Estrogens are present in human milk and can reduce milk production in breast-feeding women. This reduction can occur at any time but is less likely to occur once breast-feeding is well-established. The developmental and health benefits of breastfeeding should be considered along with the mother’s clinical need for ESTRASORB and any potential adverse effects on the breastfed child from ESTRASORB or from the underlying maternal condition.

02/15/2024 (SUPPL-10)

Approved Drug Label (PDF)

5 Warnings and Precautions

5.2 Malignant Neoplasms

Additions and/or revisions underlined:

Breast Cancer

Consistent with the WHI clinical trial, observational studies have also reported an increased risk of breast cancer for estrogen plus progestin therapy, and a smaller increased risk for estrogen-alone therapy, after several years of use. One large meta-analysis of prospective cohort studies reported increased risks that were dependent upon duration of use and could last up to >10 years after discontinuation of estrogen plus progestin therapy and estrogen-alone therapy.

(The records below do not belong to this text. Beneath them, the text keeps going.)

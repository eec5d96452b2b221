//! Synapse bridge plugin: quote, select, and package bridge transactions.
//!
//! Flow for one request:
//! - resolve origin and destination addresses
//! - fetch candidate routes from Synapse
//! - pick the route with the largest `maxAmountOut`
//! - batch `[approve, bridge call]` on the source chain

use async_trait::async_trait;
use num_bigint::BigUint;
use serde::{Deserialize, Serialize};
use std::sync::Arc;
use synapse_client::{QuoteQuery, QuoteSource, SynapseClient, SYNAPSE_API_URL};
use synapse_planner::select_best_route;
use synapse_tx::{
    batch_tx, encode_approve_tx, TransactionBatch, TransactionDescriptor, DEFAULT_GAS_LIMIT,
};
use synapse_types::{hex_biguint, BridgeError, Hex, Result};
use tracing::debug;

pub mod account;

pub use account::{AddressResolver, StaticAccount};

/// Plugin configuration.
#[derive(Debug, Clone, PartialEq, Eq, Serialize, Deserialize)]
pub struct SynapseConfig {
    pub base_url: String,
    /// Gas limit attached to the bridge call.
    pub gas_limit: u64,
    /// `None` keeps the transport default.
    pub request_timeout_ms: Option<u64>,
}

impl Default for SynapseConfig {
    fn default() -> Self {
        Self {
            base_url: SYNAPSE_API_URL.to_string(),
            gas_limit: DEFAULT_GAS_LIMIT,
            request_timeout_ms: None,
        }
    }
}

/// A bridge transfer requested by the orchestration framework.
#[derive(Clone)]
pub struct BridgeRequest {
    pub source_chain_id: u64,
    pub destination_chain_id: u64,
    pub source_token: Hex,
    pub destination_token: Hex,
    pub amount: BigUint,
    pub account: Arc<dyn AddressResolver>,
}

/// Outcome of a bridge plugin call.
#[derive(Debug, Clone, PartialEq, Eq, Serialize, Deserialize)]
#[serde(rename_all = "camelCase")]
pub struct BridgeResult {
    /// Estimated amount received on the destination chain.
    #[serde(with = "hex_biguint")]
    pub received_on_destination: BigUint,
    pub transactions: TransactionBatch,
}

/// Framework-facing bridge adapter.
#[async_trait]
pub trait BridgePlugin: Send + Sync {
    async fn bridge(&self, request: &BridgeRequest) -> Result<BridgeResult>;
}

/// Bridge plugin backed by a Synapse quote source.
pub struct SynapseBridgePlugin {
    source: Arc<dyn QuoteSource>,
    config: SynapseConfig,
}

impl SynapseBridgePlugin {
    /// HTTP-backed plugin talking to `config.base_url`.
    pub fn new(config: SynapseConfig) -> Result<Self> {
        let client = SynapseClient::new(&config.base_url, config.request_timeout_ms)?;
        Ok(Self::with_source(Arc::new(client), config))
    }

    pub fn with_source(source: Arc<dyn QuoteSource>, config: SynapseConfig) -> Self {
        Self { source, config }
    }

    pub fn config(&self) -> &SynapseConfig {
        &self.config
    }
}

fn resolve_address(account: &dyn AddressResolver, chain_id: u64) -> Result<Hex> {
    account
        .get_addresses(&[chain_id])?
        .into_iter()
        .next()
        .ok_or(BridgeError::AddressUnavailable(chain_id))
}

#[async_trait]
impl BridgePlugin for SynapseBridgePlugin {
    async fn bridge(&self, request: &BridgeRequest) -> Result<BridgeResult> {
        let origin = resolve_address(request.account.as_ref(), request.source_chain_id)?;
        let destination =
            resolve_address(request.account.as_ref(), request.destination_chain_id)?;

        let query = QuoteQuery::new(
            request.source_chain_id,
            request.destination_chain_id,
            &request.source_token,
            &request.destination_token,
            &request.amount,
            &origin,
            &destination,
        );

        let routes = self.source.fetch_routes(&query).await?;
        let route = select_best_route(&routes)?;

        let bridge_call =
            TransactionDescriptor::from_call(&route.call_data, self.config.gas_limit);

        // The bridge contract pulls the tokens, so it must be approved first.
        let approval =
            encode_approve_tx(&request.source_token, &bridge_call.to, &request.amount)?;

        debug!(
            chain_id = request.source_chain_id,
            spender = %bridge_call.to,
            "packaged synapse bridge batch"
        );

        Ok(BridgeResult {
            received_on_destination: route.max_amount_out.clone(),
            transactions: batch_tx(request.source_chain_id, vec![approval, bridge_call]),
        })
    }
}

Extension of the WHI trials also demonstrated increased breast cancer risk associated with estrogen plus progestin therapy.

11/01/2017 (SUPPL-8)

Approved Drug Label (PDF)

5 Warnings and Precautions

5.2 Malignant Neoplasms

Ovarian Cancer

Additions and/or revisions underlined:

… A meta-analysis of 17 prospective and 35 retrospective epidemiology studies found that women who used hormonal therapy for menopausal symptoms had an increased risk for ovarian cancer. The primary analysis, using case-control comparisons, included 12,110 cancer cases from the 17 prospective studies. The relative risks associated with current use of hormonal therapy was 1.41 (95% confidence interval [CI] 1.32 to 1.50); there was no difference in the risk estimates by duration of the exposure (less than 5 years [median of 3 years] vs. greater than 5 years [median of 10 years] of use before the cancer diagnosis). The relative risk associated with combined current and recent use (discontinued use within 5 years before cancer diagnosis) was 1.37 (95% CI 1.27-1.48), and the elevated risk was significant for both estrogen-alone and estrogen plus progestin products. The exact duration of hormone therapy use associated with an increased risk of ovarian cancer, however, is unknown.